From International Socialism (1st series), No.70, Mid-June 1974, p.5.
Transcribed & marked up by Einde O’Callaghan for the Marxists’ Internet Archive.
THE QUESTION of how to deal with fascists has been pushed to the fore in recent weeks by the debate over ‘free speech’ in the National Union of Students, by the success of the National Front in getting a small but significant share of the vote in a number of elections, and, above all, by the clashes in Red Lion Square and the police killing of Kevin Gately.
Social democrats of all persuasions have a very simple answer to the problem: to ignore it. They contend that the way to deal with fascists is through rational argument and if that fails, then there is always the Race Relations Act and the police. Even many of those on the left who do see the need for a more activist approach, end up by talking of ‘peaceful pickets’ and implying that the police can ‘stop the fascists’.
But none of these methods could ever be effective against a fascist movement that was really growing. Fascism does not gain its support by rational argument. It grows when crises in the system have a devastating effect on the lives of millions of people and drive them crazy with despair. Fascist organisations are then able to grow, organising large numbers of the middle classes, the unemployed and even some workers by blaming minority groups and organised workers for causing the crisis.
The more successful a fascist movement is in dominating the streets, in lording over its opponents, in attacking groups and workers’ organisations, the more it attracts support. The very momentum of the movement seems to offer hope to hundreds of thousands of people whose lives have been torn apart by the crisis.
Capitalism itself, of course, uses fascist movements to its own ends. They provide a means by which the bitterness generated by the system can be used to defend the system itself. When the crisis cannot be dealt with by other ways, big business turns to it as a weapon for destroying working class resistance completely. But even short of this state of affairs, a fascist organisation can fulfil certain functions for the system. Its violence can be used to counter the growing influence of the revolutionary left and to justify an increasing amount of repression by the state.
Peaceful picket, pious resolutions, rational arguments alone, will not prevent fascist movements from dominating the street and growing. Equally dangerous is any reliance on the state machine to deal with fascists.

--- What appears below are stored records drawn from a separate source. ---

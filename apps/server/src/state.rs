//! Shared application state.

use crate::config::Config;
use concord_concepts::{ConcordancesClient, SearchClient};
use std::sync::Arc;
use std::time::Duration;

/// Per-process state shared by all requests: the configuration and the two
/// upstream clients. The underlying `reqwest::Client` is built once and
/// reused; it carries no request-specific state.
#[derive(Clone)]
pub struct AppState {
    pub config: Arc<Config>,
    pub concordances: Arc<ConcordancesClient>,
    pub search: Arc<SearchClient>,
}

impl AppState {
    pub fn new(config: Config) -> anyhow::Result<Self> {
        let client = reqwest::Client::builder()
            .timeout(Duration::from_secs(config.upstream.timeout_seconds))
            .build()?;

        let concordances = ConcordancesClient::new(
            client.clone(),
            config.upstream.public_concordances_url.trim_end_matches('/'),
        );
        let search = SearchClient::new(
            client,
            config.upstream.concept_search_url.trim_end_matches('/'),
        );

        Ok(Self {
            config: Arc::new(config),
            concordances: Arc::new(concordances),
            search: Arc::new(search),
        })
    }
}
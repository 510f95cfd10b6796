//! Clients for the concept resolution upstreams.
//!
//! This crate provides async clients for the two services the internal
//! concordances pipeline depends on:
//!
//! - [`ConcordancesClient`] — maps external identifiers (optionally scoped by
//!   an issuing authority) to canonical concept identifiers.
//! - [`SearchClient`] — fetches full concept records for canonical
//!   identifiers.
//!
//! Both clients share the same input validation, error taxonomy and
//! canonical-id handling: concept ids returned by the upstreams are reduced
//! to their canonical form via [`strip_thing_prefix`], and records whose id
//! is under neither recognized URI prefix are dropped as upstream
//! data-quality noise.

pub mod concordances;
pub mod error;
pub mod models;
pub mod search;

pub use concordances::{ConcordancesClient, NO_AUTHORITY};
pub use error::{Error, Result};
pub use models::{strip_thing_prefix, Concept, Concordance, Identifier};
pub use search::SearchClient;

use std::collections::HashMap;

/// Canonical identifier -> identifiers concorded to it, in upstream response
/// order (duplicates preserved).
pub type ConcordanceMap = HashMap<String, Vec<Identifier>>;

/// Canonical identifier -> concept record. At most one record per id.
pub type ConceptMap = HashMap<String, Concept>;

/// User-Agent stamped on every outbound upstream request.
pub const USER_AGENT: &str = "UPP internal-concordances";

pub(crate) const REQUEST_ID_HEADER: &str = "X-Request-Id";

/// A probe against an upstream's good-to-go endpoint.
///
/// Returns a human-readable message when the upstream is healthy.
#[async_trait::async_trait]
pub trait HealthCheck {
    async fn health_check(&self) -> Result<String>;
}

/// At least one non-empty id is required to query either upstream.
pub(crate) fn validate_ids(ids: &[String]) -> Result<()> {
    if ids.is_empty() {
        return Err(Error::NoIdentifiers);
    }

    if ids.iter().all(|id| id.is_empty()) {
        return Err(Error::AllIdentifiersEmpty);
    }

    Ok(())
}
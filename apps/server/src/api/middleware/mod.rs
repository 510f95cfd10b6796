//! HTTP middleware

pub mod request_id;

pub use request_id::request_id_middleware;

use tower_http::classify::{ServerErrorsAsFailures, SharedClassifier};
use tower_http::trace::TraceLayer;

pub fn trace() -> TraceLayer<SharedClassifier<ServerErrorsAsFailures>> {
    TraceLayer::new_for_http()
}
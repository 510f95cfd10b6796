//! Logging initialization.
//!
//! Sets up a `tracing` subscriber with either JSON or human-readable output,
//! filtered by configuration with `RUST_LOG` taking precedence.

use crate::config::LoggingConfig;
use tracing_subscriber::{fmt, layer::SubscriberExt, util::SubscriberInitExt, EnvFilter};

pub fn init_logging(config: &LoggingConfig) -> anyhow::Result<()> {
    let env_filter = EnvFilter::try_from_default_env().unwrap_or_else(|_| {
        EnvFilter::new(format!(
            "concord_server={},concord_concepts={},tower_http=warn",
            config.level, config.level
        ))
    });

    let registry = tracing_subscriber::registry().with(env_filter);

    if config.json {
        registry
            .with(
                fmt::layer()
                    .json()
                    .with_current_span(true)
                    .with_span_list(false),
            )
            .try_init()?;
    } else {
        registry.with(fmt::layer().with_target(true)).try_init()?;
    }

    Ok(())
}
//! Error types for the upstream clients

use serde::Deserialize;
use thiserror::Error;

/// Result type alias
pub type Result<T> = std::result::Result<T, Error>;

/// Upstream client errors
#[derive(Error, Debug)]
pub enum Error {
    /// No ids were supplied at all.
    #[error("no concept ids to search for")]
    NoIdentifiers,

    /// Every supplied id was the empty string.
    #[error("provided concept ids are empty")]
    AllIdentifiersEmpty,

    /// The upstream could not be reached (connection failure or timeout).
    #[error("upstream unavailable: {0}")]
    Unavailable(#[from] reqwest::Error),

    /// The upstream answered with a non-200 status.
    #[error("{status}: {message}")]
    UpstreamRejected {
        status: reqwest::StatusCode,
        message: String,
    },

    /// The upstream answered 200 but the body was not the expected JSON.
    #[error("malformed upstream response: {0}")]
    MalformedResponse(#[from] serde_json::Error),
}

impl Error {
    /// True for failures caused by the caller's input rather than the
    /// upstream. These map to a bad request at the service boundary.
    pub fn is_input(&self) -> bool {
        matches!(self, Error::NoIdentifiers | Error::AllIdentifiersEmpty)
    }
}

const DECODE_FALLBACK_MESSAGE: &str = "Failed to decode message from response";

#[derive(Debug, Deserialize)]
struct ErrorBody {
    message: String,
}

/// Turn a non-200 upstream response into an [`Error::UpstreamRejected`],
/// decoding the `{"message": ...}` body on a best-effort basis.
pub(crate) async fn decode_response_error(resp: reqwest::Response) -> Error {
    let status = resp.status();
    let message = match resp.json::<ErrorBody>().await {
        Ok(body) => body.message,
        Err(_) => DECODE_FALLBACK_MESSAGE.to_string(),
    };

    Error::UpstreamRejected { status, message }
}
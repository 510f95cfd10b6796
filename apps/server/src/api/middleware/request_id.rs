//! Request ID middleware

use axum::{extract::Request, http::HeaderValue, middleware::Next, response::Response};
use std::time::Instant;
use tracing::Span;
use uuid::Uuid;

use crate::request_context::RequestContext;

/// Request ID middleware.
///
/// Uses the caller's `X-Request-Id` as the transaction id, or generates one
/// when absent. The id is made available to handlers via a
/// [`RequestContext`] extension (from where it is propagated to upstream
/// calls) and echoed on the response.
#[tracing::instrument(
    name = "http_request",
    skip_all,
    fields(
        http.method = %req.method(),
        http.route = %req.uri().path(),
        http.response.status_code = tracing::field::Empty,
        request_id = tracing::field::Empty,
    )
)]
pub async fn request_id_middleware(mut req: Request, next: Next) -> Response {
    let current_span = Span::current();
    let start = Instant::now();

    let request_id = req
        .headers()
        .get("x-request-id")
        .and_then(|v| v.to_str().ok())
        .filter(|v| !v.is_empty())
        .map(String::from)
        .unwrap_or_else(|| format!("tid_{}", Uuid::new_v4().simple()));
    current_span.record("request_id", request_id.as_str());

    // Make the transaction id available to handlers.
    req.extensions_mut().insert(RequestContext {
        request_id: request_id.clone(),
    });

    let method = req.method().clone();
    let path = req.uri().path().to_string();

    let mut response = next.run(req).await;

    let status = response.status();
    current_span.record("http.response.status_code", status.as_u16());

    tracing::info!(
        method = %method,
        path = %path,
        status = %status.as_u16(),
        duration_ms = start.elapsed().as_millis(),
        request_id = %request_id,
        "Request completed"
    );

    if let Ok(value) = HeaderValue::from_str(&request_id) {
        response.headers_mut().insert("x-request-id", value);
    }

    response
}
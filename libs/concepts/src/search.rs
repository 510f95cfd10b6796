//! Client for the concept search API.

use crate::error::{decode_response_error, Result};
use crate::models::{strip_thing_prefix, Concept};
use crate::{validate_ids, ConceptMap, HealthCheck, REQUEST_ID_HEADER, USER_AGENT};
use reqwest::{Client, StatusCode};
use serde::Deserialize;

const IDS_PARAM: &str = "ids";

/// Client for the concept search API.
pub struct SearchClient {
    client: Client,
    base_url: String,
}

#[derive(Debug, Deserialize)]
struct SearchResponse {
    #[serde(default)]
    concepts: Vec<Concept>,
}

impl SearchClient {
    pub fn new(client: Client, base_url: impl Into<String>) -> Self {
        Self {
            client,
            base_url: base_url.into(),
        }
    }

    /// Fetch full concept records for the given canonical ids, keyed by
    /// canonical identifier.
    ///
    /// Concepts whose id is under neither recognized URI prefix are dropped.
    /// If the upstream ever returns duplicates, the last record wins.
    pub async fn search_by_ids(&self, request_id: &str, ids: &[String]) -> Result<ConceptMap> {
        validate_ids(ids)?;

        let query: Vec<(&str, &str)> = ids.iter().map(|id| (IDS_PARAM, id.as_str())).collect();

        let resp = self
            .client
            .get(format!("{}/concepts", self.base_url))
            .query(&query)
            .header(reqwest::header::USER_AGENT, USER_AGENT)
            .header(REQUEST_ID_HEADER, request_id)
            .send()
            .await?;

        if resp.status() != StatusCode::OK {
            return Err(decode_response_error(resp).await);
        }

        let body = resp.text().await?;
        let parsed: SearchResponse = serde_json::from_str(&body)?;

        tracing::debug!(
            request_id,
            concepts = parsed.concepts.len(),
            "Fetched concepts"
        );

        let mut concepts = ConceptMap::new();
        for concept in parsed.concepts {
            if let Some(canonical_id) = strip_thing_prefix(&concept.id) {
                concepts.insert(canonical_id.to_string(), concept);
            }
        }

        Ok(concepts)
    }
}

#[async_trait::async_trait]
impl HealthCheck for SearchClient {
    async fn health_check(&self) -> Result<String> {
        let resp = self
            .client
            .get(format!("{}/__gtg", self.base_url))
            .header(reqwest::header::USER_AGENT, USER_AGENT)
            .send()
            .await?;

        if resp.status() != StatusCode::OK {
            return Err(decode_response_error(resp).await);
        }

        Ok("Concept Search API is good to go".to_string())
    }
}
pub mod csv;
pub mod kml;

pub use csv::export_csv;
pub use kml::{KmlOptions, export_kml};
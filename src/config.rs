// Per-run pipeline configuration

use std::path::PathBuf;

use log::info;
use serde::{Deserialize, Serialize};

use crate::{
    TelemexError,
    export::{KmlOptions, export_csv, export_kml},
    pipeline::{downsample, load_and_filter},
    timecode::Timecode,
};

/// Everything one pipeline run needs, fixed up front. Built by the CLI (or any
/// other shell) and consumed by [`run`]; nothing here mutates mid-run.
#[derive(Clone, Debug, Serialize, Deserialize)]
pub struct RunConfig {
    /// Log file or directory of log files.
    pub source: PathBuf,
    /// Inclusive lower timecode bound.
    pub from_tc: Option<Timecode>,
    /// Inclusive upper timecode bound.
    pub to_tc: Option<Timecode>,

    pub csv_path: Option<PathBuf>,
    /// Explicit CSV column projection; inferred from the first record when
    /// absent.
    pub csv_columns: Option<Vec<String>>,
    pub csv_downsample: i64,

    pub kml_path: Option<PathBuf>,
    pub kml_track_downsample: i64,
    pub kml_placemark_downsample: i64,
    pub kml_include_placemarks: bool,
}

/// Summary of what one run produced, for the shell's reporting.
#[derive(Clone, Copy, Debug, Default)]
pub struct RunSummary {
    pub records_loaded: usize,
    pub csv_rows: Option<usize>,
    pub kml_track_points: Option<usize>,
}

/// Executes one full pipeline run: load, filter, then downsample and export
/// per configured target. Errors surface immediately; nothing is retried.
pub fn run(config: &RunConfig) -> Result<RunSummary, TelemexError> {
    let records = load_and_filter(
        &config.source,
        config.from_tc.as_ref(),
        config.to_tc.as_ref(),
    )?;
    let mut summary = RunSummary {
        records_loaded: records.len(),
        ..Default::default()
    };

    if let Some(csv_path) = &config.csv_path {
        let table_records = downsample(records.clone(), config.csv_downsample)?;
        let rows = export_csv(&table_records, csv_path, config.csv_columns.as_deref())?;
        summary.csv_rows = Some(rows);
    }

    if let Some(kml_path) = &config.kml_path {
        let opts = KmlOptions {
            track_downsample: config.kml_track_downsample,
            placemark_downsample: config.kml_placemark_downsample,
            include_placemarks: config.kml_include_placemarks,
        };
        let points = export_kml(records, kml_path, opts)?;
        summary.kml_track_points = Some(points);
    }

    info!(
        "Run complete: {} records, csv rows: {:?}, kml track points: {:?}",
        summary.records_loaded, summary.csv_rows, summary.kml_track_points
    );
    Ok(summary)
}
// Library interface for telemex
// This allows the CLI binary and integration tests to access internal modules

pub mod config;
pub mod errors;
pub mod export;
pub mod loader;
pub mod pipeline;
pub mod record;
pub mod timecode;

// Re-export commonly used types
pub use config::{RunConfig, RunSummary, run};
pub use errors::TelemexError;
pub use export::{KmlOptions, export_csv, export_kml};
pub use pipeline::{downsample, filter_by_range, load_and_filter};
pub use record::Record;
pub use timecode::{FRAME_RATE, Timecode};
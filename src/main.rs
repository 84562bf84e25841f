use std::path::PathBuf;
use std::process::ExitCode;

use clap::Parser;
use telemex::{RunConfig, TelemexError, Timecode, run};

#[derive(Parser, Debug)]
#[command(version, about, long_about = None)]
struct Args {
    /// Telemetry log file or directory of *.dlog / *.dlog.gz files
    source: PathBuf,

    /// Inclusive lower timecode bound (HH:MM:SS:FF)
    #[arg(long = "from")]
    from_tc: Option<String>,

    /// Inclusive upper timecode bound (HH:MM:SS:FF)
    #[arg(long = "to")]
    to_tc: Option<String>,

    /// CSV output path
    #[arg(long)]
    csv: Option<PathBuf>,

    /// Explicit CSV columns (defaults to the first record's fields)
    #[arg(long, value_delimiter = ',')]
    columns: Option<Vec<String>>,

    /// Keep every (N+1)th record in the CSV export
    #[arg(long, default_value_t = 0)]
    csv_downsample: i64,

    /// KML output path
    #[arg(long)]
    kml: Option<PathBuf>,

    /// Keep every (N+1)th record in the KML track
    #[arg(long, default_value_t = 0)]
    kml_downsample: i64,

    /// Keep every (N+1)th track point as an individual placemark
    #[arg(long, default_value_t = 0)]
    placemark_downsample: i64,

    /// Emit only the track line, no individual placemarks
    #[arg(long)]
    no_placemarks: bool,
}

fn parse_bound(text: Option<&String>) -> Result<Option<Timecode>, TelemexError> {
    text.map(|t| Timecode::parse(t)).transpose()
}

fn execute(args: &Args) -> Result<(), TelemexError> {
    let config = RunConfig {
        source: args.source.clone(),
        // parse the bounds up front so a bad timecode fails before any I/O
        from_tc: parse_bound(args.from_tc.as_ref())?,
        to_tc: parse_bound(args.to_tc.as_ref())?,
        csv_path: args.csv.clone(),
        csv_columns: args.columns.clone(),
        csv_downsample: args.csv_downsample,
        kml_path: args.kml.clone(),
        kml_track_downsample: args.kml_downsample,
        kml_placemark_downsample: args.placemark_downsample,
        kml_include_placemarks: !args.no_placemarks,
    };

    let summary = run(&config)?;
    if let (Some(rows), Some(path)) = (summary.csv_rows, &config.csv_path) {
        println!("Exported {} rows to {}", rows, path.display());
    }
    if let (Some(points), Some(path)) = (summary.kml_track_points, &config.kml_path) {
        println!("Exported {} track points to {}", points, path.display());
    }
    if config.csv_path.is_none() && config.kml_path.is_none() {
        println!("Loaded {} records (no export target given)", summary.records_loaded);
    }
    Ok(())
}

fn main() -> ExitCode {
    colog::init();

    let args = Args::parse();
    match execute(&args) {
        Ok(()) => ExitCode::SUCCESS,
        Err(e) => {
            eprintln!("Error: {}", e);
            ExitCode::FAILURE
        }
    }
}
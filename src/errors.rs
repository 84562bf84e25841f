// Error types for telemex

use snafu::Snafu;
use std::io;

#[derive(Debug, Snafu)]
pub enum TelemexError {
    // Timecode codec errors
    #[snafu(display("Malformed timecode: {text:?}"))]
    MalformedTimecode { text: String },
    #[snafu(display("Record has no {field:?} field required for timecode operations"))]
    MissingTimecodeField { field: String },

    // Pipeline errors
    #[snafu(display("Downsample factor must be >= 0, got {factor}"))]
    InvalidDownsampleFactor { factor: i64 },
    #[snafu(display("No records to export"))]
    EmptyInput,

    // Loader errors
    #[snafu(display("Input path not found: {path}"))]
    SourceNotFound { path: String },
    #[snafu(display("Error reading telemetry source"))]
    LoaderError { source: io::Error },
    #[snafu(display("Malformed telemetry record in {path}: {reason}"))]
    MalformedRecord { path: String, reason: String },

    // Exporter errors
    #[snafu(display("Error writing export file"))]
    WriteFailure { source: io::Error },
    #[snafu(display("Error serializing CSV row"))]
    CsvWriteFailure { source: csv::Error },
}
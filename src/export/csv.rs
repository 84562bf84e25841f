// Tabular (CSV) exporter

use std::fs::File;
use std::io::BufWriter;
use std::path::Path;

use log::{info, warn};

use crate::{
    TelemexError,
    record::{Record, render_value},
};

/// Writes records as a CSV table: one header row, then one row per record.
/// Returns the number of data rows written.
///
/// When `columns` is not given the column set is inferred from the first
/// record, in that record's natural key order. With heterogeneous record
/// shapes this silently drops fields the first record does not have;
/// passing an explicit column list is the supported way around that.
/// Absent fields render as empty cells.
///
/// The destination is created or overwritten. A failure mid-write leaves a
/// truncated file behind; runs are short and offline, so callers re-run
/// rather than recover.
pub fn export_csv(
    records: &[Record],
    destination: &Path,
    columns: Option<&[String]>,
) -> Result<usize, TelemexError> {
    let columns: Vec<String> = match columns {
        Some(explicit) => explicit.to_vec(),
        None => {
            let first = records.first().ok_or(TelemexError::EmptyInput)?;
            first.field_names().map(str::to_string).collect()
        }
    };

    let file = File::create(destination).map_err(|e| TelemexError::WriteFailure { source: e })?;
    let mut writer = csv::Writer::from_writer(BufWriter::new(file));

    writer
        .write_record(&columns)
        .map_err(|e| TelemexError::CsvWriteFailure { source: e })?;

    let mut dropped_fields = 0usize;
    for record in records {
        let row: Vec<String> = columns
            .iter()
            .map(|column| record.get(column).map(render_value).unwrap_or_default())
            .collect();
        dropped_fields += record
            .field_names()
            .filter(|name| !columns.iter().any(|c| c == name))
            .count();
        writer
            .write_record(&row)
            .map_err(|e| TelemexError::CsvWriteFailure { source: e })?;
    }
    writer
        .flush()
        .map_err(|e| TelemexError::WriteFailure { source: e })?;

    if dropped_fields > 0 {
        warn!(
            "{} field values fell outside the selected columns and were not exported",
            dropped_fields
        );
    }
    info!("Wrote {} rows to {:?}", records.len(), destination);
    Ok(records.len())
}
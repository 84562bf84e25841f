// Range filtering and deterministic downsampling

use std::path::Path;

use log::info;

use crate::{TelemexError, loader, record::Record, timecode::Timecode};

/// Keeps records whose timecode falls within the inclusive `[from, to]` bound.
/// An absent bound is unbounded on that side. Input order is preserved; the
/// filter never re-sorts, so time-ordered output requires time-ordered input.
///
/// Policy: the filter aborts on the first record with a missing or malformed
/// timecode. Nothing is skipped silently.
pub fn filter_by_range(
    records: Vec<Record>,
    from: Option<&Timecode>,
    to: Option<&Timecode>,
) -> Result<Vec<Record>, TelemexError> {
    let from_ms = from.map(Timecode::to_millis);
    let to_ms = to.map(Timecode::to_millis);

    let mut filtered = Vec::with_capacity(records.len());
    for record in records {
        let tc_ms = record.timecode()?.to_millis();
        let after_from = from_ms.is_none_or(|from| from <= tc_ms);
        let before_to = to_ms.is_none_or(|to| tc_ms <= to);
        if after_from && before_to {
            filtered.push(record);
        }
    }
    Ok(filtered)
}

/// Keeps every (factor + 1)th record: positions where
/// `position % (factor + 1) == 0`. Factor 0 keeps everything.
pub fn downsample(records: Vec<Record>, factor: i64) -> Result<Vec<Record>, TelemexError> {
    if factor < 0 {
        return Err(TelemexError::InvalidDownsampleFactor { factor });
    }
    let step = factor as usize + 1;
    Ok(records
        .into_iter()
        .enumerate()
        .filter(|(position, _)| position % step == 0)
        .map(|(_, record)| record)
        .collect())
}

/// Loads a source (file or directory) and applies the range filter. This is
/// the entry point the presentation layer calls before exporting.
pub fn load_and_filter(
    source: &Path,
    from: Option<&Timecode>,
    to: Option<&Timecode>,
) -> Result<Vec<Record>, TelemexError> {
    let records = loader::load_records(source)?;
    let total = records.len();
    let filtered = filter_by_range(records, from, to)?;
    if from.is_some() || to.is_some() {
        info!(
            "Timecode filter kept {} of {} records",
            filtered.len(),
            total
        );
    }
    Ok(filtered)
}
//! Store implementation: locked state, serialized transitions, change notification

use futures::FutureExt;
use paperdesk_core::{Action, Dispatcher, Reducer};
use std::sync::Arc;
use tokio::sync::{RwLock, watch};

/// Centralized state container.
///
/// The Store manages:
/// 1. State (behind `RwLock` for concurrent access)
/// 2. Reducer (pure state transitions)
/// 3. Change notification (a watch channel carrying a revision counter)
///
/// Transitions are serialized by the write lock: two concurrent sends are
/// applied one after the other, never interleaved. Cloning a store is cheap
/// and yields a handle to the same state. Slices are created with the store
/// and live for its lifetime; there is no teardown.
///
/// # Example
///
/// ```
/// use paperdesk_core::{Action, CollectionReducer, Component, ListPayload, ListState};
/// use paperdesk_store::Store;
///
/// const INBOX: Component = Component::new("INBOX");
///
/// # #[tokio::main(flavor = "current_thread")]
/// # async fn main() {
/// let store = Store::new(ListState::<i32>::default(), CollectionReducer::new(INBOX));
///
/// store.send(Action::new(INBOX, ListPayload::Update(vec![1, 2]))).await;
///
/// let count = store.state(|s| s.items.len()).await;
/// assert_eq!(count, 2);
/// # }
/// ```
pub struct Store<R>
where
    R: Reducer,
{
    state: Arc<RwLock<R::State>>,
    reducer: R,
    revision: watch::Sender<u64>,
}

impl<R> Store<R>
where
    R: Reducer + Send + Sync + 'static,
    R::State: Send + Sync + 'static,
    R::Action: Send + 'static,
{
    /// Create a new store with initial state and reducer.
    #[must_use]
    pub fn new(initial_state: R::State, reducer: R) -> Self {
        let (revision, _) = watch::channel(0);

        Self {
            state: Arc::new(RwLock::new(initial_state)),
            reducer,
            revision,
        }
    }

    /// Apply an action under the write lock, then bump the revision.
    ///
    /// Resolves once the transition is visible to every subsequent
    /// [`state`](Self::state) call.
    #[tracing::instrument(skip(self, action), name = "store_send")]
    pub async fn send(&self, action: R::Action) {
        {
            let mut state = self.state.write().await;
            self.reducer.reduce(&mut state, action);
        }
        self.revision.send_modify(|revision| *revision += 1);
    }

    /// Read current state via a closure
    ///
    /// Access state through a closure to ensure the lock is released promptly:
    ///
    /// ```ignore
    /// let count = store.state(|s| s.items.len()).await;
    /// ```
    pub async fn state<F, T>(&self, f: F) -> T
    where
        F: FnOnce(&R::State) -> T,
    {
        let state = self.state.read().await;
        f(&state)
    }

    /// Subscribe to change notifications.
    ///
    /// The channel carries a revision counter that increases on every applied
    /// action; drivers re-read state when it changes.
    #[must_use]
    pub fn subscribe(&self) -> watch::Receiver<u64> {
        self.revision.subscribe()
    }

    /// Revision of the most recently applied action.
    #[must_use]
    pub fn revision(&self) -> u64 {
        *self.revision.borrow()
    }

    /// Build a dispatcher that lifts slice actions into this store's action
    /// type and sends them.
    ///
    /// `lift` is typically an enum variant constructor of the root action
    /// type. The dispatcher holds its own handle to the store.
    #[must_use]
    pub fn dispatcher<P, F>(&self, lift: F) -> Dispatcher<P>
    where
        R: Clone,
        P: Send + 'static,
        F: Fn(Action<P>) -> R::Action + Send + Sync + 'static,
    {
        let store = self.clone();

        Dispatcher::new(move |action| {
            let store = store.clone();
            let action = lift(action);
            async move { store.send(action).await }.boxed()
        })
    }
}

// Manual Clone: R::State does not need to be Clone, the handle shares it.
impl<R> Clone for Store<R>
where
    R: Reducer + Clone,
{
    fn clone(&self) -> Self {
        Self {
            state: Arc::clone(&self.state),
            reducer: self.reducer.clone(),
            revision: self.revision.clone(),
        }
    }
}
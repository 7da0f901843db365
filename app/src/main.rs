//! Paperdesk demo binary
//!
//! Fetches the project list from the API and prints it, with the open
//! project slice exercised for the first project found.

use anyhow::Result;
use paperdesk_app::Paperdesk;
use paperdesk_client::ApiClient;
use tracing_subscriber::{layer::SubscriberExt, util::SubscriberInitExt};

#[tokio::main]
async fn main() -> Result<()> {
    // Initialize tracing
    tracing_subscriber::registry()
        .with(
            tracing_subscriber::EnvFilter::try_from_default_env()
                .unwrap_or_else(|_| "paperdesk_app=info,paperdesk_store=info".into()),
        )
        .with(tracing_subscriber::fmt::layer())
        .init();

    let client = ApiClient::from_env();
    println!("Paperdesk API: {}\n", client.base_url());

    let app = Paperdesk::new(client);

    app.project_list().get().await?;
    let projects = app.store().state(|s| s.project_list.items.clone()).await;
    tracing::info!(count = projects.len(), "project list loaded");

    println!("Projects ({}):", projects.len());
    for project in &projects {
        println!("  {} - {} papers", project.name, project.papers.len());
    }

    if let Some(first) = projects.first() {
        app.project().get(&first.name).await?;

        let open = app.store().state(|s| s.project_model.clone()).await;
        if let Some(project) = open.model {
            println!("\nOpen project: {}", project.name);
            for paper in &project.papers {
                println!("  [{}] {}", paper.clean_id, paper.title);
            }
        }
    }

    Ok(())
}
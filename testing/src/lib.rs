//! # Paperdesk Testing
//!
//! Testing utilities and helpers for the paperdesk state layer.
//!
//! This crate provides:
//! - [`ActionRecorder`]: captures the sequence of actions a resource
//!   dispatches, optionally forwarding them to a real store
//! - [`ReducerTest`]: fluent Given-When-Then harness for reducers
//!
//! ## Example
//!
//! ```
//! use paperdesk_core::{Action, CollectionReducer, Component, ListPayload, ListState};
//! use paperdesk_testing::ReducerTest;
//!
//! const INBOX: Component = Component::new("INBOX");
//!
//! ReducerTest::new(CollectionReducer::<i32>::new(INBOX))
//!     .given_state(ListState::default())
//!     .when_action(Action::new(INBOX, ListPayload::Loading(true)))
//!     .then_state(|state| {
//!         assert!(state.loading);
//!     })
//!     .run();
//! ```

pub mod recorder;
pub mod reducer_test;

// Re-export commonly used items
pub use recorder::ActionRecorder;
pub use reducer_test::ReducerTest;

A limited amount of police repression is occasionally used against fascists when their actions do not fit in with the immediate plans of the ruling class. This happens especially when some fascist outrage leads to massive indignation and organisation against the fascists. Then the police step in and say that they can deal with the problem. However, what invariably happens is that the repressive forces of the state use the occasion to justify an increase in their own power. Measures introduced apparently for use against the extreme right are then directed against the left – as with the Public Order Act of 1936. For the left to call upon the police force to deal with the fascists is to provide it with a chance to enhance its own powers for attacking the left.
There is only one way to stop a fascist movement in its tracks. Its adherents have to be driven physically from the streets. Fascist movements disintegrate when they can no longer march and threaten those they hate: there is little else to bind them together.
But to define the principles underlying the approach which revolutionaries have to a problem is not the same as to work out the tactics appropriate in a particular situation at a particular point in time. It would be wrong to draw from the argument that only mass mobilisation on the streets can defeat fascism the conclusion that this the main form of activity that should preoccupy revolutionaries in Britain today, as some people seem to.
The main weapon used by the British ruling class today to keep the working class movement in check is not fascism; it is the bureaucracy of the Labour movement. Insofar as this is complemented, increasingly, by forms of direct repression (the Shrewsbury trial, the breaking of picket lines and so on) again, the main means used is not fascism, but the organs of the state machine itself. As the crisis grows worse – in a few years time – the role of the National Front or some other such organisation could increase immeasurably. But at present the main concern of revolutionaries has to be with the main weapons used by the ruling class to defend itself. And that means working to break the hold of the trade union bureaucracy and getting across to workers the role of the state.
An overestimation of the present importance of the fascists can lead to quite important political mistakes – as when some of the left draw the conclusion that the response to the murder of Kevin Gately should be a mass demonstration directed against the National Front, not against the special detachments of police that have been built up for dealing with pickets and demonstrators. Yet these detachments are much more central to the ruling class’s present strategy than is the National Front.
That does not mean that revolutionaries should ignore the fascists. By hindering their activities now we can make it more difficult for them to develop into an important force at a later stage. It would be criminal of us to neglect this task. But it has to be seen as subordinate for the time being to the work of extending the influence of revolutionary ideas and organisation in the localities and in the factories.